■ STORED DATA
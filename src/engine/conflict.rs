use ulid::Ulid;

use crate::limits::*;
use crate::model::*;

use super::EngineError;

pub(crate) fn now_ms() -> Ms {
    chrono::Utc::now().timestamp_millis()
}

fn check_bounds(span: &Span) -> Result<(), EngineError> {
    if span.start < MIN_VALID_TIMESTAMP_MS || span.end > MAX_VALID_TIMESTAMP_MS {
        return Err(EngineError::LimitExceeded("timestamp out of range"));
    }
    Ok(())
}

/// Validate a requested booking range. Equal or inverted bounds are rejected
/// before any conflict evaluation.
pub(crate) fn validate_span(start: Ms, end: Ms) -> Result<Span, EngineError> {
    let span = Span::try_new(start, end).ok_or(EngineError::InvalidSpan { start, end })?;
    check_bounds(&span)?;
    if span.duration_ms() > MAX_BOOKING_DURATION_MS {
        return Err(EngineError::LimitExceeded("booking too long"));
    }
    Ok(span)
}

/// Validate an availability query window.
pub(crate) fn validate_window(start: Ms, end: Ms) -> Result<Span, EngineError> {
    let span = Span::try_new(start, end).ok_or(EngineError::InvalidSpan { start, end })?;
    check_bounds(&span)?;
    if span.duration_ms() > MAX_QUERY_WINDOW_MS {
        return Err(EngineError::LimitExceeded("query window too wide"));
    }
    Ok(span)
}

/// First active booking on the court overlapping `span`, skipping `ignore`
/// (the booking being rescheduled).
pub(crate) fn find_conflict<'a>(
    court: &'a CourtState,
    span: &Span,
    ignore: Option<Ulid>,
) -> Option<&'a Booking> {
    court
        .active_overlapping(span)
        .find(|b| Some(b.id) != ignore)
}

pub fn has_conflict(court: &CourtState, span: &Span) -> bool {
    find_conflict(court, span, None).is_some()
}

pub(crate) fn check_no_conflict(
    court: &CourtState,
    span: &Span,
    ignore: Option<Ulid>,
) -> Result<(), EngineError> {
    match find_conflict(court, span, ignore) {
        Some(existing) => {
            metrics::counter!(crate::observability::BOOKING_CONFLICTS_TOTAL).increment(1);
            Err(EngineError::Conflict(existing.id))
        }
        None => Ok(()),
    }
}

#[cfg(test)]
mod tests {
    use super::*;

    const H: Ms = 3_600_000;

    fn court_with(bookings: &[(Ms, Ms, BookingStatus)]) -> CourtState {
        let mut cs = CourtState::new(Court {
            id: Ulid::new(),
            owner_id: Ulid::new(),
            name: "Pista".into(),
            address: "Plaza 1".into(),
            location: None,
            price_cents: 0,
        });
        for &(start, end, status) in bookings {
            cs.insert_booking(Booking {
                id: Ulid::new(),
                court_id: cs.id(),
                user_id: Ulid::new(),
                span: Span::new(start, end),
                status,
                created_at: 0,
                updated_at: 0,
            });
        }
        cs
    }

    #[test]
    fn validate_span_rejects_empty_and_inverted() {
        assert!(matches!(validate_span(10 * H, 10 * H), Err(EngineError::InvalidSpan { .. })));
        assert!(matches!(validate_span(10 * H + 1, 10 * H), Err(EngineError::InvalidSpan { .. })));
        assert_eq!(validate_span(10 * H, 11 * H).unwrap(), Span::new(10 * H, 11 * H));
    }

    #[test]
    fn validate_span_limits() {
        assert!(matches!(validate_span(-H, H), Err(EngineError::LimitExceeded(_))));
        assert!(matches!(validate_span(0, 25 * H), Err(EngineError::LimitExceeded(_))));
        assert!(matches!(
            validate_span(MAX_VALID_TIMESTAMP_MS - H, MAX_VALID_TIMESTAMP_MS + H),
            Err(EngineError::LimitExceeded(_))
        ));
    }

    #[test]
    fn validate_window_allows_wide_queries() {
        assert!(validate_window(0, 7 * 24 * H).is_ok());
        assert!(validate_window(0, 32 * 24 * H).is_err());
        assert!(validate_window(H, H).is_err());
    }

    #[test]
    fn overlap_is_half_open() {
        let cs = court_with(&[(10 * H, 11 * H, BookingStatus::Booked)]);
        assert!(has_conflict(&cs, &Span::new(10 * H + H / 2, 11 * H + H / 2)));
        assert!(has_conflict(&cs, &Span::new(9 * H, 12 * H)));
        assert!(!has_conflict(&cs, &Span::new(11 * H, 12 * H))); // back-to-back
        assert!(!has_conflict(&cs, &Span::new(9 * H, 10 * H)));
    }

    #[test]
    fn terminal_bookings_never_block() {
        let cs = court_with(&[
            (10 * H, 11 * H, BookingStatus::Cancelled),
            (10 * H, 11 * H, BookingStatus::Completed),
        ]);
        assert!(!has_conflict(&cs, &Span::new(10 * H, 11 * H)));
    }

    #[test]
    fn rescheduled_booking_ignores_itself() {
        let cs = court_with(&[(10 * H, 11 * H, BookingStatus::Booked)]);
        let own = cs.bookings[0].id;
        let shifted = Span::new(10 * H + H / 2, 11 * H + H / 2);
        assert!(check_no_conflict(&cs, &shifted, Some(own)).is_ok());
        match check_no_conflict(&cs, &shifted, None) {
            Err(EngineError::Conflict(id)) => assert_eq!(id, own),
            other => panic!("expected conflict, got {other:?}"),
        }
    }
}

■ WORK ITEM
Generate a verbatim printout of all the entries.

■ RESULT OF THE TASK
filename src/engine/conflict.rs
use ulid::Ulid;

use crate::limits::*;
use crate::model::*;

use super::EngineError;

pub(crate) fn now_ms() -> Ms {
    chrono::Utc::now().timestamp_millis()
}

fn check_bounds(span: &Span) -> Result<(), EngineError> {
    if span.start < MIN_VALID_TIMESTAMP_MS || span.end > MAX_VALID_TIMESTAMP_MS {
        return Err(EngineError::LimitExceeded("timestamp out of range"));
    }
    Ok(())
}

/// Validate a requested booking range. Equal or inverted bounds are rejected
/// before any conflict evaluation.
pub(crate) fn validate_span(start: Ms, end: Ms) -> Result<Span, EngineError> {
    let span = Span::try_new(start, end).ok_or(EngineError::InvalidSpan { start, end })?;
    check_bounds(&span)?;
    if span.duration_ms() > MAX_BOOKING_DURATION_MS {
        return Err(EngineError::LimitExceeded("booking too long"));
    }
    Ok(span)
}

/// Validate an availability query window.
pub(crate) fn validate_window(start: Ms, end: Ms) -> Result<Span, EngineError> {
    let span = Span::try_new(start, end).ok_or(EngineError::InvalidSpan { start, end })?;
    check_bounds(&span)?;
    if span.duration_ms() > MAX_QUERY_WINDOW_MS {
        return Err(EngineError::LimitExceeded("query window too wide"));
    }
    Ok(span)
}

/// First active booking on the court overlapping `span`, skipping `ignore`
/// (the booking being rescheduled).
pub(crate) fn find_conflict<'a>(
    court: &'a CourtState,
    span: &Span,
    ignore: Option<Ulid>,
) -> Option<&'a Booking> {
    court
        .active_overlapping(span)
        .find(|b| Some(b.id) != ignore)
}

pub fn has_conflict(court: &CourtState, span: &Span) -> bool {
    find_conflict(court, span, None).is_some()
}

pub(crate) fn check_no_conflict(
    court: &CourtState,
    span: &Span,
    ignore: Option<Ulid>,
) -> Result<(), EngineError> {
    match find_conflict(court, span, ignore) {
        Some(existing) => {
            metrics::counter!(crate::observability::BOOKING_CONFLICTS_TOTAL).increment(1);
            Err(EngineError::Conflict(existing.id))
        }
        None => Ok(()),
    }
}

#[cfg(test)]
mod tests {
    use super::*;

    const H: Ms = 3_600_000;

    fn court_with(bookings: &[(Ms, Ms, BookingStatus)]) -> CourtState {
        let mut cs = CourtState::new(Court {
            id: Ulid::new(),
            owner_id: Ulid::new(),
            name: "Pista".into(),
            address: "Plaza 1".into(),
            location: None,
            price_cents: 0,
        });
        for &(start, end, status) in bookings {
            cs.insert_booking(Booking {
                id: Ulid::new(),
                court_id: cs.id(),
                user_id: Ulid::new(),
                span: Span::new(start, end),
                status,
                created_at: 0,
                updated_at: 0,
            });
        }
        cs
    }

    #[test]
    fn validate_span_rejects_empty_and_inverted() {
        assert!(matches!(validate_span(10 * H, 10 * H), Err(EngineError::InvalidSpan { .. })));
        assert!(matches!(validate_span(10 * H + 1, 10 * H), Err(EngineError::InvalidSpan { .. })));
        assert_eq!(validate_span(10 * H, 11 * H).unwrap(), Span::new(10 * H, 11 * H));
    }

    #[test]
    fn validate_span_limits() {
        assert!(matches!(validate_span(-H, H), Err(EngineError::LimitExceeded(_))));
        assert!(matches!(validate_span(0, 25 * H), Err(EngineError::LimitExceeded(_))));
        assert!(matches!(
            validate_span(MAX_VALID_TIMESTAMP_MS - H, MAX_VALID_TIMESTAMP_MS + H),
            Err(EngineError::LimitExceeded(_))
        ));
    }

    #[test]
    fn validate_window_allows_wide_queries() {
        assert!(validate_window(0, 7 * 24 * H).is_ok());
        assert!(validate_window(0, 32 * 24 * H).is_err());
        assert!(validate_window(H, H).is_err());
    }

    #[test]
    fn overlap_is_half_open() {
        let cs = court_with(&[(10 * H, 11 * H, BookingStatus::Booked)]);
        assert!(has_conflict(&cs, &Span::new(10 * H + H / 2, 11 * H + H / 2)));
        assert!(has_conflict(&cs, &Span::new(9 * H, 12 * H)));
        assert!(!has_conflict(&cs, &Span::new(11 * H, 12 * H))); // back-to-back
        assert!(!has_conflict(&cs, &Span::new(9 * H, 10 * H)));
    }

    #[test]
    fn terminal_bookings_never_block() {
        let cs = court_with(&[
            (10 * H, 11 * H, BookingStatus::Cancelled),
            (10 * H, 11 * H, BookingStatus::Completed),
        ]);
        assert!(!has_conflict(&cs, &Span::new(10 * H, 11 * H)));
    }

    #[test]
    fn rescheduled_booking_ignores_itself() {
        let cs = court_with(&[(10 * H, 11 * H, BookingStatus::Booked)]);
        let own = cs.bookings[0].id;
        let shifted = Span::new(10 * H + H / 2, 11 * H + H / 2);
        assert!(check_no_conflict(&cs, &shifted, Some(own)).is_ok());
        match check_no_conflict(&cs, &shifted, None) {
            Err(EngineError::Conflict(id)) => assert_eq!(id, own),
            other => panic!("expected conflict, got {other:?}"),
        }
    }
}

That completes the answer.